Some Interesting Insights on the new Digital Publishing Paradigm


A friend just sent me this intriguing article on "Best Selling Author Turns Down Half A Million Dollar Publishing Contract To Self-Publish"

It provides a good insight into the minds of authors (especially good ones) in the new digital paradigm. I also got a good view of the traditional financial publishing model (which i assume is similar for other intellectual property like music) from quotes like:

"In paper, with rare exceptions, there's a big upfront sales push, followed by either total evaporation or by years of low backlist sales. Digital isn't like that."

".. getting half a million bucks and 14.9% royalties, forever, isn't as lucrative as no money up front and 70% royalties, forever."

"a publisher's advance represents: a loan, an insurance policy, a bet"

"If the loan is so big that you don't think you'd ever be able to make that much on your own, plus you won't have to pay it back, then sure, take it"

"...getting half a million bucks and 14.9% royalties, forever, isn't as lucrative as no money up front and 70% royalties, forever."

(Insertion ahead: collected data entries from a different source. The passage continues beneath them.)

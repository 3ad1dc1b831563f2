//! The tokenizer: rule-table driven lexing with one token of lookahead.
//!
//! The tokenizer consumes a compiled [`RuleTable`], an in-memory text
//! buffer, and a caller-supplied context threaded into reclassification
//! callbacks. The lookahead is computed eagerly, so `peek` is side-effect
//! free and construction itself can fail on a lexical error at the very
//! first token.

use std::fmt;
use std::mem;

use crate::lexing::position::StreamPosition;
use crate::lexing::rules::RuleTable;
use crate::token::{Token, TokenKind};

/// A fatal lexical error: no rule in the table matched at the cursor.
///
/// The cursor cannot be advanced meaningfully without matching something,
/// so there is no recovery; the error carries the offending position and a
/// snippet of the unmatched input.
#[derive(Debug, Clone, PartialEq, Eq)]
pub struct LexicalError {
    position: StreamPosition,
    snippet: String,
}

impl LexicalError {
    const SNIPPET_CHARS: usize = 12;

    fn new(position: StreamPosition, rest: &str) -> Self {
        Self {
            position,
            snippet: rest.chars().take(Self::SNIPPET_CHARS).collect(),
        }
    }

    pub fn position(&self) -> StreamPosition {
        self.position
    }

    pub fn snippet(&self) -> &str {
        &self.snippet
    }
}

impl fmt::Display for LexicalError {
    fn fmt(&self, f: &mut fmt::Formatter<'_>) -> fmt::Result {
        write!(
            f,
            "no lexical rule matches at {}: {:?}",
            self.position, self.snippet
        )
    }
}

impl std::error::Error for LexicalError {}

/// A restorable snapshot of tokenizer state: cursor, position, lookahead.
///
/// Produced by [`Tokenizer::state`] and consumed by [`Tokenizer::restore`];
/// this is the primitive the parser's checkpoint stack is built on.
#[derive(Debug, Clone)]
pub struct TokenizerState<K> {
    cursor: usize,
    position: StreamPosition,
    lookahead: Token<K>,
}

/// A prioritized, regex-driven tokenizer with single-token lookahead.
pub struct Tokenizer<'a, K, C> {
    table: &'a RuleTable<K, C>,
    source: &'a str,
    context: &'a C,
    cursor: usize,
    position: StreamPosition,
    lookahead: Token<K>,
}

impl<'a, K: TokenKind, C> Tokenizer<'a, K, C> {
    /// Build a tokenizer and compute the first lookahead token.
    pub fn new(
        table: &'a RuleTable<K, C>,
        source: &'a str,
        context: &'a C,
    ) -> Result<Self, LexicalError> {
        let mut tokenizer = Self {
            table,
            source,
            context,
            cursor: 0,
            position: StreamPosition::default(),
            lookahead: Token::new(K::EOF, "", StreamPosition::default()),
        };
        tokenizer.lookahead = tokenizer.find_next_token()?;
        Ok(tokenizer)
    }

    /// The current lookahead token. No side effects.
    pub fn peek(&self) -> &Token<K> {
        &self.lookahead
    }

    /// Return the lookahead token and compute the next one. This is the only
    /// operation that advances tokenizer state. Past end of input it keeps
    /// returning the EOF token at the same terminal position.
    pub fn pop(&mut self) -> Result<Token<K>, LexicalError> {
        let next = self.find_next_token()?;
        Ok(mem::replace(&mut self.lookahead, next))
    }

    /// The position just past everything consumed so far.
    pub fn position(&self) -> StreamPosition {
        self.position
    }

    pub fn context(&self) -> &C {
        self.context
    }

    /// Snapshot the restorable state.
    pub fn state(&self) -> TokenizerState<K> {
        TokenizerState {
            cursor: self.cursor,
            position: self.position,
            lookahead: self.lookahead.clone(),
        }
    }

    /// Reapply a snapshot taken earlier on this tokenizer.
    pub fn restore(&mut self, state: TokenizerState<K>) {
        self.cursor = state.cursor;
        self.position = state.position;
        self.lookahead = state.lookahead;
    }

    fn find_next_token(&mut self) -> Result<Token<K>, LexicalError> {
        let source = self.source;
        loop {
            if self.cursor >= source.len() {
                return Ok(Token::new(K::EOF, "", self.position));
            }

            let rest = &source[self.cursor..];
            let (kind, length) = match self.table.scan(rest, self.context) {
                Some(found) => found,
                None => return Err(LexicalError::new(self.position, rest)),
            };
            let matched = &rest[..length];

            if kind == K::IGNORE {
                self.position.advance(matched);
                self.cursor += length;
                continue;
            }

            let start = self.position;
            self.position.advance(matched);
            self.cursor += length;
            return Ok(Token::new(kind, matched, start));
        }
    }
}

impl<K: TokenKind, C> fmt::Debug for Tokenizer<'_, K, C> {
    fn fmt(&self, f: &mut fmt::Formatter<'_>) -> fmt::Result {
        f.debug_struct("Tokenizer")
            .field("cursor", &self.cursor)
            .field("position", &self.position)
            .field("lookahead", &self.lookahead)
            .finish()
    }
}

I guess part of the thinking behind this is that both delivery/distribution AND marketing can be achieved effectively online now. With Social Media, the author, especially a good one, can do his own marketing to reach his audience and get feedback. Before these channels became available very few authors will make such a decision.

The Fringe Benefits of Failure, and the Importance of Imagination


I just came across this great video of JK Rowling giving the commencement address to the Harvard graduating class in 2008. The impact is of course that it is JK Rowling, but the delivery is quite excellent and the message really gets through.

http://harvardmagazine.com/commencement/the-fringe-benefits-failure-the-importance-imagination

This was a link I found from NTU SIFE

Plus check out this analysis of her talk "Speech Analysis: JK Rowling 2008 Harvard Commencement Speech".

Tuesday, March 15, 2011

Summary of Sharepoint 2010 Social Features


Sharepoint 2010 has upped the ante on business applications that provide social features. A study of what Sharepoint is doing in this area can give us more insights into the kind of features that might be useful in business software expecially in corporate settings. This is also relevant to developers who aspire to build social features into their offerings or solutions


Social Media Tools on Sharepoint 2010

  1. Managing your content – profile page with personal and work related information, profile management, and managing tags and notes (filtering, sorting, etc.).

    1. Personal Tag Cloud, which surfaces all the tags that user has employed and displays them in a tag cloud.

    2. Tag Profile feature which aggregates all of the people who have used a given tag within the organization. It's possible to subscribe to a feed of any tag, see who's following a tab, and add a tag to your responsibilities, all of which are options surfaced simply by clicking on a tag.

    3. "Ask Me About" feature falls under the interests area and allows users to broadcast areas of expertise about which they're open to receiving questions from colleagues.

    4. Content tab surfaces a user's sites, documents and pictures (shared and personal). Sites include a personal blog by default. Included in the blog is a Ribbon-based contextual editor which "makes it much more natural to do internal blogging." In addition to showing blogs in the browser, authoring on a mobile device is easy.

  2. Staying connected (Social Networking)

    1. My Network feature, to track your colleagues and interests, shows a running feed of colleagues' activity (an "analogue to Facebook friends, if you will") and interests

    2. Overview includes a user's Note Board, "Facebook Wall-style interface”, where you can post a note on a colleague's profile or leave a comment on a team site.

  3. Finding expertise (Social Networking) – Finding Expertise – In terms of finding expertise, SharePoint 2010's people search where you can sort by "social distance" and filter results by projects, skills, and responsibilities and an Organization Browser where one can

    1. Organization tab surfaces an org browser in Silverlight, to browse through peers and management chains, which shows an org chart that's far more slick (and interactive) than any org chart you've seen before. An HTML version of the org browser is also available.

  4. Finding information (Aggregation, RSS) – For finding information, she showed us an example of a search for content where one can search across sites, filter results by type, author, date, or tag, as well as create an alert or RSS feed on a particular search query.

  5. Capturing unstructured content (Social News and Bookmarking) – bookmarking (of both internal and external sites), tagging (sites, profile pages, lists, libraries, or items) and the suggested tag feature. She also briefly touched on blogs, video, an enterprise wiki, and an "office backstage" feature.

  6. Working together anywhere (Collaboration) –

    1. co-authoring experience in Microsoft Office through SharePoint 2010 (with featured participants) and mobile collaboration where you can access team sites, office applications, create blog posts and comments and have 1-click access to documents, sites and colleagues

    2. two varieties of wikis in 2010, team sites and enterprise wikis, with the latter being more of a traditional wiki usage. Both feature Web Edit functionality and built-in workflows (which are also built into blogs in 2010). In 2010 you can insert Web Parts directly into a wiki.